Can you say that if it's not considered legit in a physical office, than it's not considered legit in an online meeting?
There are parallels that can be drawn between a physical meeting and an actual video conference in regards to acceptable behaviour, but there are still small nuances as the others have mentioned here. But there's definitly a line drawn when it comes to visible behaviour.
Some other examples I can think of: nail painting / dental flossing / cutting nails / shaving / ..
While it would be ok for some - if mic is muted - to burp, let gas, swear or similar, it's definitely not acceptable for most of us if someone would start shaving their beard or doing their make-up while in a video conference.

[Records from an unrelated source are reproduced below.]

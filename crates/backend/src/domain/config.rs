//! Configuration system for semdex with per-folder overrides.
//!
//! Config priority: folder-relative (.semdex/config.toml) > user (~/.config/semdex/config.toml) > defaults

use std::path::{Path, PathBuf};

use serde::{Deserialize, Serialize};

use crate::domain::mode::ChunkingMode;

/// Exclusion patterns applied when a request does not bring its own
pub const DEFAULT_EXCLUDES: &[&str] = &[
  "node_modules",
  ".git",
  ".DS_Store",
  "*.log",
  "dist",
  "build",
  "__pycache__",
  ".vscode",
  ".idea",
  "*.pyc",
];

// ============================================================================
// Index Configuration
// ============================================================================

#[derive(Debug, Clone, Serialize, Deserialize, PartialEq)]
#[serde(default)]
pub struct IndexConfig {
  /// Files larger than this are never indexed (default: 50)
  pub max_file_size_mb: u64,

  /// Extracted text shorter than this many characters is skipped (default: 10)
  pub min_content_length: usize,

  /// Exclusion patterns used when none are given for a run
  pub exclude_patterns: Vec<String>,
}

impl Default for IndexConfig {
  fn default() -> Self {
    Self {
      max_file_size_mb: 50,
      min_content_length: 10,
      exclude_patterns: DEFAULT_EXCLUDES.iter().map(|s| s.to_string()).collect(),
    }
  }
}

impl IndexConfig {
  pub fn max_file_size_bytes(&self) -> u64 {
    self.max_file_size_mb * 1024 * 1024
  }
}

// ============================================================================
// Chunking Configuration
// ============================================================================

#[derive(Debug, Clone, Serialize, Deserialize, PartialEq)]
#[serde(default)]
pub struct ChunkingConfig {
  /// Lines per gist chunk (default: 35)
  pub gist_chunk_lines: usize,
  /// Lines shared between consecutive gist chunks (default: 5)
  pub gist_overlap_lines: usize,
  /// How many previous chunks a new gist chunk is compared against (default: 5)
  pub gist_dedup_window: usize,
  /// Similarity at or above which a gist chunk is dropped as a near duplicate (default: 0.98)
  pub gist_dedup_threshold: f32,
  /// Maximum lines per pinpoint chunk (default: 3)
  pub pinpoint_chunk_lines: usize,
}

impl Default for ChunkingConfig {
  fn default() -> Self {
    Self {
      gist_chunk_lines: 35,
      gist_overlap_lines: 5,
      gist_dedup_window: 5,
      gist_dedup_threshold: 0.98,
      pinpoint_chunk_lines: 3,
    }
  }
}

// ============================================================================
// Embedding Configuration
// ============================================================================

#[derive(Debug, Clone, Serialize, Deserialize, PartialEq)]
#[serde(default)]
pub struct EmbeddingConfig {
  /// Ollama server URL
  pub ollama_url: String,
  /// Model used for gist chunks
  pub gist_model: String,
  /// Model used for pinpoint chunks
  pub pinpoint_model: String,
  /// Vector width of both models; shorter vectors are zero-padded
  pub dimensions: usize,
}

impl Default for EmbeddingConfig {
  fn default() -> Self {
    Self {
      ollama_url: "http://localhost:11434".to_string(),
      gist_model: "msmarco-minilm".to_string(),
      pinpoint_model: "all-minilm".to_string(),
      dimensions: 384,
    }
  }
}

impl EmbeddingConfig {
  pub fn model_for(&self, mode: ChunkingMode) -> &str {
    match mode {
      ChunkingMode::Gist => &self.gist_model,
      ChunkingMode::Pinpoint => &self.pinpoint_model,
    }
  }
}

// ============================================================================
// Watcher Configuration
// ============================================================================

#[derive(Debug, Clone, Serialize, Deserialize, PartialEq)]
#[serde(default)]
pub struct WatcherConfig {
  /// Per-path debounce window in milliseconds (default: 500)
  pub debounce_ms: u64,

  /// Treat a buffered delete whose file exists at fire time as a modification
  /// (editors that save by delete + recreate). Default: true
  pub recreate_as_modified: bool,

  /// How often `watch` drains the queues with a sync pass, in seconds (0 = never)
  pub auto_sync_secs: u64,
}

impl Default for WatcherConfig {
  fn default() -> Self {
    Self {
      debounce_ms: 500,
      recreate_as_modified: true,
      auto_sync_secs: 5,
    }
  }
}

// ============================================================================
// Log Configuration
// ============================================================================

#[derive(Debug, Clone, Serialize, Deserialize, PartialEq)]
#[serde(default)]
pub struct LogConfig {
  /// Log level: "off", "error", "warn", "info", "debug", "trace"
  pub level: String,

  /// Log file rotation: "daily", "hourly", "never"
  pub rotation: String,
}

impl Default for LogConfig {
  fn default() -> Self {
    Self {
      level: "info".to_string(),
      rotation: "daily".to_string(),
    }
  }
}

// ============================================================================
// Root Configuration
// ============================================================================

#[derive(Debug, Clone, Serialize, Deserialize, Default, PartialEq)]
#[serde(default)]
pub struct Config {
  pub index: IndexConfig,
  pub chunking: ChunkingConfig,
  pub embedding: EmbeddingConfig,
  pub watcher: WatcherConfig,
  pub log: LogConfig,
}

impl Config {
  /// Load config for a folder, with fallback to user config
  pub fn load_for_folder(folder: &Path) -> Self {
    let folder_config = Self::folder_config_path(folder);
    if folder_config.exists()
      && let Ok(content) = std::fs::read_to_string(&folder_config)
      && let Ok(config) = toml::from_str(&content)
    {
      return config;
    }

    if let Some(user_config_path) = Self::user_config_path()
      && user_config_path.exists()
      && let Ok(content) = std::fs::read_to_string(&user_config_path)
      && let Ok(config) = toml::from_str(&content)
    {
      return config;
    }

    Self::default()
  }

  /// Get the user-level config path
  pub fn user_config_path() -> Option<PathBuf> {
    Some(crate::dirs::default_config_dir().join("config.toml"))
  }

  /// Get the folder-relative config path
  pub fn folder_config_path(folder: &Path) -> PathBuf {
    folder.join(".semdex").join("config.toml")
  }

  /// Generate a default config file as a string
  pub fn generate_template() -> String {
    let defaults = Config::default();
    let excludes = defaults
      .index
      .exclude_patterns
      .iter()
      .map(|p| format!("\"{}\"", p))
      .collect::<Vec<_>>()
      .join(", ");

    format!(
      r#"# semdex configuration
# Place in <folder>/.semdex/config.toml (folder) or ~/.config/semdex/config.toml (user)

# ============================================================================
# Indexing
# ============================================================================

[index]
# Files larger than this (in MB) are skipped
max_file_size_mb = {max_size}

# Extracted text shorter than this is not indexed
min_content_length = {min_len}

# Exclusion patterns:
#   "/build"     anchored at the indexed folder
#   "target/"    any directory with that name
#   "docs/*.md"  path pattern, matched at any depth
#   "*.log"      any single path component
exclude_patterns = [{excludes}]

# ============================================================================
# Chunking
# ============================================================================

[chunking]
gist_chunk_lines = {gist_lines}
gist_overlap_lines = {gist_overlap}
gist_dedup_window = {dedup_window}
gist_dedup_threshold = {dedup_threshold}
pinpoint_chunk_lines = {pin_lines}

# ============================================================================
# Embedding (Ollama)
# ============================================================================

[embedding]
ollama_url = "{ollama_url}"
gist_model = "{gist_model}"
pinpoint_model = "{pinpoint_model}"

# Changing this requires clearing the index
dimensions = {dimensions}

# ============================================================================
# Watcher
# ============================================================================

[watcher]
# Per-path debounce window
debounce_ms = {debounce}

# A delete followed by the file reappearing inside the window counts as a modification
recreate_as_modified = {recreate}

# Seconds between automatic sync passes while watching (0 disables)
auto_sync_secs = {auto_sync}

# ============================================================================
# Logging
# ============================================================================

[log]
# off, error, warn, info, debug, trace (RUST_LOG overrides)
level = "{level}"

# daily, hourly, never
rotation = "{rotation}"
"#,
      max_size = defaults.index.max_file_size_mb,
      min_len = defaults.index.min_content_length,
      excludes = excludes,
      gist_lines = defaults.chunking.gist_chunk_lines,
      gist_overlap = defaults.chunking.gist_overlap_lines,
      dedup_window = defaults.chunking.gist_dedup_window,
      dedup_threshold = defaults.chunking.gist_dedup_threshold,
      pin_lines = defaults.chunking.pinpoint_chunk_lines,
      ollama_url = defaults.embedding.ollama_url,
      gist_model = defaults.embedding.gist_model,
      pinpoint_model = defaults.embedding.pinpoint_model,
      dimensions = defaults.embedding.dimensions,
      debounce = defaults.watcher.debounce_ms,
      recreate = defaults.watcher.recreate_as_modified,
      auto_sync = defaults.watcher.auto_sync_secs,
      level = defaults.log.level,
      rotation = defaults.log.rotation,
    )
  }
}
//! LanceIndex - one LanceDB table per chunking mode
//!
//! Rows are flattened [`VectorRecord`]s: chunk metadata as plain columns,
//! repository metadata as nullable columns, and a fixed-width `vector`.
//! Writes go through `merge_insert` on `id`; LanceDB persists every write, so
//! `flush` has nothing to do.

use std::sync::Arc;

use arrow_array::{
  Array, FixedSizeListArray, Float32Array, Int64Array, RecordBatch, RecordBatchIterator, StringArray, UInt32Array,
};
use arrow_schema::{DataType, Field, Schema};
use async_trait::async_trait;
use chrono::{TimeZone, Utc};
use futures::TryStreamExt;
use lancedb::{
  Connection, DistanceType, Table,
  query::{ExecutableQuery, QueryBase},
};
use tracing::{debug, trace};

use super::{ChunkMetadata, MetadataFilter, QueryHit, RepoMetadata, StoreError, StoredChunk, VectorIndex, VectorRecord};
use crate::domain::mode::ChunkingMode;

/// Ids per `IN (...)` predicate
const DELETE_BATCH: usize = 256;

pub fn chunks_schema(vector_dim: usize) -> Arc<Schema> {
  Arc::new(Schema::new(vec![
    Field::new("id", DataType::Utf8, false),
    Field::new("path", DataType::Utf8, false),
    Field::new("file_name", DataType::Utf8, false),
    Field::new("file_type", DataType::Utf8, false),
    Field::new("chunk_index", DataType::UInt32, false),
    Field::new("line_ranges", DataType::Utf8, false),
    Field::new("chunk_size", DataType::UInt32, false),
    Field::new("chunking_mode", DataType::Utf8, false),
    Field::new("document", DataType::Utf8, false),
    // Repository rows only
    Field::new("repository", DataType::Utf8, true),
    Field::new("branch", DataType::Utf8, true),
    Field::new("repo_file_path", DataType::Utf8, true),
    Field::new("commit_sha", DataType::Utf8, true),
    Field::new("last_indexed_at", DataType::Int64, true), // Unix timestamp ms
    Field::new(
      "vector",
      DataType::FixedSizeList(Arc::new(Field::new("item", DataType::Float32, true)), vector_dim as i32),
      false,
    ),
  ]))
}

pub struct LanceIndex {
  table: Table,
  vector_dim: usize,
}

impl LanceIndex {
  /// Open table `name`, creating it when missing. An existing table with a
  /// different vector width is an error.
  pub async fn open(connection: &Connection, name: &str, vector_dim: usize) -> Result<Self, StoreError> {
    let table_names = connection.table_names().execute().await?;
    if !table_names.iter().any(|t| t == name) {
      debug!(table = name, vector_dim, "Creating vector table");
      connection
        .create_empty_table(name, chunks_schema(vector_dim))
        .execute()
        .await?;
    }
    let table = connection.open_table(name).execute().await?;

    let schema = table.schema().await?;
    if let Ok(field) = schema.field_with_name("vector")
      && let DataType::FixedSizeList(_, found) = field.data_type()
      && *found as usize != vector_dim
    {
      return Err(StoreError::Dimension {
        table: name.to_string(),
        expected: vector_dim,
        found: *found as usize,
      });
    }

    Ok(Self { table, vector_dim })
  }

  async fn rows(&self, predicate: String) -> Result<Vec<RecordBatch>, StoreError> {
    Ok(self.table.query().only_if(predicate).execute().await?.try_collect().await?)
  }
}

/// SQL string literal
fn quote(value: &str) -> String {
  format!("'{}'", value.replace('\'', "''"))
}

/// Predicate selecting a superset of the rows `filter` matches; callers
/// re-check with [`MetadataFilter::matches`] since `LIKE` treats `_` and `%`
/// in paths as wildcards.
pub(crate) fn predicate(filter: &MetadataFilter) -> String {
  match filter {
    MetadataFilter::Path(path) => format!("path = {}", quote(path)),
    MetadataFilter::FileName(name) => format!("file_name = {}", quote(name)),
    MetadataFilter::PathPrefix(dir) => {
      let dir = dir.trim_end_matches('/');
      format!("(path = {} OR path LIKE {})", quote(dir), quote(&format!("{dir}/%")))
    }
    MetadataFilter::Repo { repository, branch } => {
      format!("repository = {} AND branch = {}", quote(repository), quote(branch))
    }
    MetadataFilter::RepoFile {
      repository,
      branch,
      file_path,
    } => format!(
      "repository = {} AND branch = {} AND repo_file_path = {}",
      quote(repository),
      quote(branch),
      quote(file_path)
    ),
  }
}

/// Nullable column from the repository metadata
fn repo_column(records: &[VectorRecord], field: fn(&RepoMetadata) -> &str) -> StringArray {
  let values: Vec<Option<&str>> = records.iter().map(|r| r.metadata.repo.as_ref().map(field)).collect();
  StringArray::from(values)
}

fn records_to_batch(records: &[VectorRecord], vector_dim: usize) -> Result<RecordBatch, StoreError> {
  let ids: Vec<&str> = records.iter().map(|r| r.id.as_str()).collect();
  let paths: Vec<&str> = records.iter().map(|r| r.metadata.path.as_str()).collect();
  let file_names: Vec<&str> = records.iter().map(|r| r.metadata.file_name.as_str()).collect();
  let file_types: Vec<&str> = records.iter().map(|r| r.metadata.file_type.as_str()).collect();
  let chunk_indexes: Vec<u32> = records.iter().map(|r| r.metadata.chunk_index as u32).collect();
  let line_ranges: Vec<&str> = records.iter().map(|r| r.metadata.line_ranges.as_str()).collect();
  let chunk_sizes: Vec<u32> = records.iter().map(|r| r.metadata.chunk_size as u32).collect();
  let modes: Vec<&str> = records.iter().map(|r| r.metadata.chunking_mode.as_str()).collect();
  let documents: Vec<&str> = records.iter().map(|r| r.document.as_str()).collect();
  let indexed_ats: Vec<Option<i64>> = records
    .iter()
    .map(|r| r.metadata.repo.as_ref().map(|m| m.last_indexed_at.timestamp_millis()))
    .collect();

  let mut all_vectors: Vec<f32> = Vec::with_capacity(records.len() * vector_dim);
  for record in records {
    all_vectors.extend(fit(&record.vector, vector_dim));
  }
  let field = Arc::new(Field::new("item", DataType::Float32, true));
  let vector_list = FixedSizeListArray::try_new(field, vector_dim as i32, Arc::new(Float32Array::from(all_vectors)), None)?;

  Ok(RecordBatch::try_new(
    chunks_schema(vector_dim),
    vec![
      Arc::new(StringArray::from(ids)),
      Arc::new(StringArray::from(paths)),
      Arc::new(StringArray::from(file_names)),
      Arc::new(StringArray::from(file_types)),
      Arc::new(UInt32Array::from(chunk_indexes)),
      Arc::new(StringArray::from(line_ranges)),
      Arc::new(UInt32Array::from(chunk_sizes)),
      Arc::new(StringArray::from(modes)),
      Arc::new(StringArray::from(documents)),
      Arc::new(repo_column(records, |m| m.repository.as_str())),
      Arc::new(repo_column(records, |m| m.branch.as_str())),
      Arc::new(repo_column(records, |m| m.file_path.as_str())),
      Arc::new(repo_column(records, |m| m.commit_sha.as_str())),
      Arc::new(Int64Array::from(indexed_ats)),
      Arc::new(vector_list),
    ],
  )?)
}

/// Zero-pad or truncate to the table width
fn fit(vector: &[f32], vector_dim: usize) -> Vec<f32> {
  let mut v = vector.to_vec();
  v.resize(vector_dim, 0.0);
  v
}

fn batch_to_chunk(batch: &RecordBatch, row: usize) -> Result<StoredChunk, StoreError> {
  let strings = |name: &str| -> Result<&StringArray, StoreError> {
    batch
      .column_by_name(name)
      .and_then(|c| c.as_any().downcast_ref::<StringArray>())
      .ok_or_else(|| StoreError::Row(format!("column {}", name)))
  };
  let get_string = |name: &str| -> Result<String, StoreError> { Ok(strings(name)?.value(row).to_string()) };
  let get_string_opt = |name: &str| -> Option<String> {
    strings(name)
      .ok()
      .filter(|a| !a.is_null(row))
      .map(|a| a.value(row).to_string())
  };
  let get_u32 = |name: &str| -> Result<u32, StoreError> {
    batch
      .column_by_name(name)
      .and_then(|c| c.as_any().downcast_ref::<UInt32Array>())
      .map(|a| a.value(row))
      .ok_or_else(|| StoreError::Row(format!("column {}", name)))
  };

  let chunking_mode: ChunkingMode = get_string("chunking_mode")?.parse().map_err(StoreError::Row)?;

  let repo = match (get_string_opt("repository"), get_string_opt("branch")) {
    (Some(repository), Some(branch)) => {
      let last_indexed_at = batch
        .column_by_name("last_indexed_at")
        .and_then(|c| c.as_any().downcast_ref::<Int64Array>())
        .filter(|a| !a.is_null(row))
        .and_then(|a| Utc.timestamp_millis_opt(a.value(row)).single())
        .unwrap_or_else(Utc::now);
      Some(RepoMetadata {
        repository,
        branch,
        file_path: get_string_opt("repo_file_path").unwrap_or_default(),
        commit_sha: get_string_opt("commit_sha").unwrap_or_default(),
        last_indexed_at,
      })
    }
    _ => None,
  };

  Ok(StoredChunk {
    id: get_string("id")?,
    document: get_string("document")?,
    metadata: ChunkMetadata {
      path: get_string("path")?,
      file_name: get_string("file_name")?,
      file_type: get_string("file_type")?,
      chunk_index: get_u32("chunk_index")? as usize,
      line_ranges: get_string("line_ranges")?,
      chunk_size: get_u32("chunk_size")? as usize,
      chunking_mode,
      repo,
    },
  })
}

#[async_trait]
impl VectorIndex for LanceIndex {
  async fn upsert(&self, records: Vec<VectorRecord>) -> Result<(), StoreError> {
    if records.is_empty() {
      return Ok(());
    }
    trace!(operation = "upsert", rows = records.len(), "Writing vector rows");

    let batch = records_to_batch(&records, self.vector_dim)?;
    let batches = RecordBatchIterator::new(vec![Ok(batch)], chunks_schema(self.vector_dim));

    let mut merge_insert = self.table.merge_insert(&["id"]);
    merge_insert.when_matched_update_all(None).when_not_matched_insert_all();
    merge_insert.execute(Box::new(batches)).await?;
    Ok(())
  }

  async fn query(
    &self,
    vector: &[f32],
    filter: Option<&MetadataFilter>,
    k: usize,
  ) -> Result<Vec<QueryHit>, StoreError> {
    if k == 0 {
      return Ok(Vec::new());
    }
    let search = self
      .table
      .vector_search(fit(vector, self.vector_dim))?
      .distance_type(DistanceType::Cosine)
      .limit(k);
    let search = match filter {
      Some(f) => search.only_if(predicate(f)),
      None => search,
    };
    let results: Vec<RecordBatch> = search.execute().await?.try_collect().await?;

    let mut hits = Vec::new();
    for batch in results {
      for i in 0..batch.num_rows() {
        let chunk = batch_to_chunk(&batch, i)?;
        if filter.is_some_and(|f| !f.matches(&chunk.metadata)) {
          continue;
        }
        let distance = batch
          .column_by_name("_distance")
          .and_then(|col| col.as_any().downcast_ref::<Float32Array>())
          .map(|arr| arr.value(i))
          .unwrap_or(1.0);
        hits.push(QueryHit {
          id: chunk.id,
          score: 1.0 - distance,
          document: chunk.document,
          metadata: chunk.metadata,
        });
      }
    }
    hits.sort_by(|a, b| b.score.total_cmp(&a.score).then_with(|| a.id.cmp(&b.id)));
    hits.truncate(k);
    debug!(operation = "search", results = hits.len(), "Search complete");
    Ok(hits)
  }

  async fn get_by_metadata(&self, filter: &MetadataFilter) -> Result<Vec<StoredChunk>, StoreError> {
    let mut chunks = Vec::new();
    for batch in self.rows(predicate(filter)).await? {
      for i in 0..batch.num_rows() {
        let chunk = batch_to_chunk(&batch, i)?;
        if filter.matches(&chunk.metadata) {
          chunks.push(chunk);
        }
      }
    }
    Ok(chunks)
  }

  async fn delete(&self, ids: &[String]) -> Result<usize, StoreError> {
    let mut removed = 0;
    for batch in ids.chunks(DELETE_BATCH) {
      let list = batch.iter().map(|id| quote(id)).collect::<Vec<_>>().join(", ");
      let predicate = format!("id IN ({})", list);
      let matching = self.table.count_rows(Some(predicate.clone())).await?;
      if matching == 0 {
        continue;
      }
      self.table.delete(&predicate).await?;
      removed += matching;
    }
    if removed > 0 {
      trace!(operation = "delete", removed, "Deleted vector rows");
    }
    Ok(removed)
  }

  async fn count(&self) -> Result<usize, StoreError> {
    Ok(self.table.count_rows(None).await?)
  }

  async fn clear(&self) -> Result<(), StoreError> {
    self.table.delete("id IS NOT NULL").await?;
    Ok(())
  }
}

A good approach to avoid any disturbance and prevent any unacceptable behaviour of the participants is to have a certain rule-set of what is acceptable. In our company we are using tele-confences (audio/video) not only since the current crisis and have a guideline-document handed to our employees about acceptable and unacceptable behaviour (also for regular calls). This way, everyone knows how to present themselves in meetings within the company as well with our clients, suppliers etc.
What also strongly discouraged is to show any signs of not being fully engaged in the conference/conversation - that would aslo include:
- being distracted by other electronic devices (TV, radio, smartphone, ..)
- to lean the head on the hand
- looking away from the screen for a long time
- longer absence than neccessary (i.E. for a visit to the toilet)
- doing their nails/hair/makeup/taxes
- being distracted by family-members or the delivery guy ringing the door bell
- etc., etc.
Basically anything that shows that you are not fully engaged in the conversation or that could be perceived as rude or distasteful - and while there normally is a common understanding in regards to certain workspace-cultures, there are still slightly different perceptions within a group of individuals - hence the guidelines.
And since smoking and eating during conferences is being discussed in the comments and obviously are a controversial points: In our guidlines that would be completely unacceptable.
If a meeting last longer than an hour or two, we have the rule of thumb to have a 5-10 minute break every hour for everyone to visit the bathroom, have a snack, smoke or catch a fresh breath of air - this is also a good practice to avoid fatigue and therefore keep the attention of all participants on a high level.
Guidelines are obviously subject to the regional culture, the operating field of the business and their office-culture in general.